━━━━━ EXERCISE INPUT

//! Closed-form hyperbolic trilateration for three receivers
//!
//! The frame is rotated so the first receiver sits at the origin and the
//! reference receiver on the positive x-axis. The reference is whichever of the
//! other two shows the larger range difference to the first. The two range-difference hyperbolas then reduce to a
//! quadratic in the rotated x-coordinate, whose roots are mapped back and
//! filtered by the sign of the observed range difference.

use nalgebra::{Rotation2, Vector2};
use serde::{Deserialize, Serialize};
use tracing::{debug, warn};

use crate::algorithms::algebra::{norm, sgn};
use crate::algorithms::estimate::{Estimate, SolverKind};
use crate::core::{Receiver, GEOMETRY_EPSILON, MIN_RECEIVERS};
use crate::validation::error::{LocatorError, LocatorResult, SolveWarning};

/// Which quadratic root to return when both match the observation
#[derive(Debug, Clone, Copy, PartialEq, Eq, Default, Serialize, Deserialize)]
#[serde(rename_all = "snake_case")]
pub enum ArmPreference {
    #[default]
    Positive,
    Negative,
}

/// Exact three-receiver solver
#[derive(Debug, Clone, Default, PartialEq, Serialize, Deserialize)]
#[serde(default)]
pub struct ExactSolver {
    /// Candidate returned for ambiguous geometry
    pub arm: ArmPreference,
}

/// Coefficients of the rotated-frame problem, kept for diagnostics
#[derive(Debug, Clone, Copy)]
struct Quadratic {
    g: f64,
    h: f64,
    d: f64,
    e: f64,
    f: f64,
}

impl Quadratic {
    fn discriminant(&self) -> f64 {
        self.e * self.e - 4.0 * self.d * self.f
    }
}

impl ExactSolver {
    pub fn new(arm: ArmPreference) -> Self {
        Self { arm }
    }

    /// Solve from the first three receivers.
    ///
    /// Fails with `NoRealSolution` for coincident or collinear stations, for
    /// three equal timestamps and for timestamps the geometry cannot reproduce,
    /// and with `NoConsistentSolution` when neither root has the sign of the
    /// reference range difference.
    pub fn solve(&self, receivers: &[Receiver]) -> LocatorResult<Estimate> {
        if receivers.len() < MIN_RECEIVERS {
            return Err(LocatorError::InsufficientReceivers {
                available: receivers.len(),
                required: MIN_RECEIVERS,
            });
        }

        let r0 = &receivers[0];
        let (mut r1, mut r2) = (&receivers[1], &receivers[2]);
        let mut tau_01 = r0.timestamp - r1.timestamp;
        let mut tau_02 = r0.timestamp - r2.timestamp;
        // The closed form divides by the reference range difference, so the
        // larger one anchors the frame
        if tau_02.abs() > tau_01.abs() {
            std::mem::swap(&mut r1, &mut r2);
            std::mem::swap(&mut tau_01, &mut tau_02);
        }

        let s0 = r0.to_vector();
        let s1 = r1.to_vector();
        let s2 = r2.to_vector();

        let theta = (r1.y - r0.y).atan2(r1.x - r0.x);
        let rotation = Rotation2::new(theta);
        let s1r = rotation.inverse_transform_vector(&(s1 - s0));
        let s2r = rotation.inverse_transform_vector(&(s2 - s0));

        let b = s1r.x;
        let cx = s2r.x;
        let cy = s2r.y;
        let c = norm(cx, cy);

        if b.abs() < GEOMETRY_EPSILON || c < GEOMETRY_EPSILON {
            return Err(LocatorError::NoRealSolution {
                detail: "receivers coincide".to_string(),
            });
        }
        if cy.abs() <= GEOMETRY_EPSILON * c.max(b) {
            return Err(LocatorError::NoRealSolution {
                detail: "receivers are collinear".to_string(),
            });
        }
        if tau_01.abs() <= GEOMETRY_EPSILON * c.max(b) {
            return Err(LocatorError::NoRealSolution {
                detail: "all receivers report the same timestamp".to_string(),
            });
        }

        let q = Self::coefficients(b, cx, cy, c, tau_01, tau_02);
        let discriminant = q.discriminant();
        debug!(theta, tau_01, discriminant, "exact solve");

        if !discriminant.is_finite() || discriminant < 0.0 {
            return Err(LocatorError::NoRealSolution {
                detail: format!("discriminant {:.6e}", discriminant),
            });
        }

        let root = discriminant.sqrt();
        let xp = (-q.e + root) / (2.0 * q.d);
        let xm = (-q.e - root) / (2.0 * q.d);
        let positive = rotation * Vector2::new(xp, q.g * xp + q.h) + s0;
        let negative = rotation * Vector2::new(xm, q.g * xm + q.h) + s0;

        if !positive.iter().chain(negative.iter()).all(|v| v.is_finite()) {
            return Err(LocatorError::NoRealSolution {
                detail: "quadratic degenerates for this geometry".to_string(),
            });
        }

        // A valid candidate reproduces the sign of the reference range difference
        let observed = sgn(tau_01);
        let matches = |p: &Vector2<f64>| sgn((p - s0).norm() - (p - s1).norm()) == observed;

        match (matches(&positive), matches(&negative)) {
            (true, true) => {
                let (chosen, alternative) = match self.arm {
                    ArmPreference::Positive => (positive, negative),
                    ArmPreference::Negative => (negative, positive),
                };
                warn!(arm = ?self.arm, "multiple exact solutions exist");
                Ok(Estimate::new(chosen.into(), SolverKind::Exact).with_warning(
                    SolveWarning::AmbiguousSolution {
                        chosen: self.arm,
                        alternative: alternative.into(),
                    },
                ))
            }
            (true, false) => Ok(Estimate::new(positive.into(), SolverKind::Exact)),
            (false, true) => Ok(Estimate::new(negative.into(), SolverKind::Exact)),
            (false, false) => Err(LocatorError::NoConsistentSolution { tau: tau_01 }),
        }
    }

    /// Line `y = g·x + h` linking both hyperbolas, then `d·x² + e·x + f = 0`
    fn coefficients(b: f64, cx: f64, cy: f64, c: f64, tau_01: f64, tau_02: f64) -> Quadratic {
        let ratio = b / tau_01;
        let k = 1.0 - ratio * ratio;

        let g = ((tau_02 / tau_01) * b - cx) / cy;
        let h = (c * c - tau_02 * tau_02 + tau_01 * tau_02 * k) / (2.0 * cy);

        let d = -(1.0 + g * g - ratio * ratio);
        let e = b * k - 2.0 * g * h;
        let f = tau_01 * tau_01 / 4.0 * k * k - h * h;

        Quadratic { g, h, d, e, f }
    }
}

/// Exact solve with an explicit arm preference
pub fn exact_tdoa(receivers: &[Receiver], arm: ArmPreference) -> LocatorResult<Estimate> {
    ExactSolver::new(arm).solve(receivers)
}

━━━━━━━━━━

Wherever the string "true" occurs in the listing, return the line it sits on.

            (true, true) => {
            (true, false) => Ok(Estimate::new(positive.into(), SolverKind::Exact)),
            (false, true) => Ok(Estimate::new(negative.into(), SolverKind::Exact)),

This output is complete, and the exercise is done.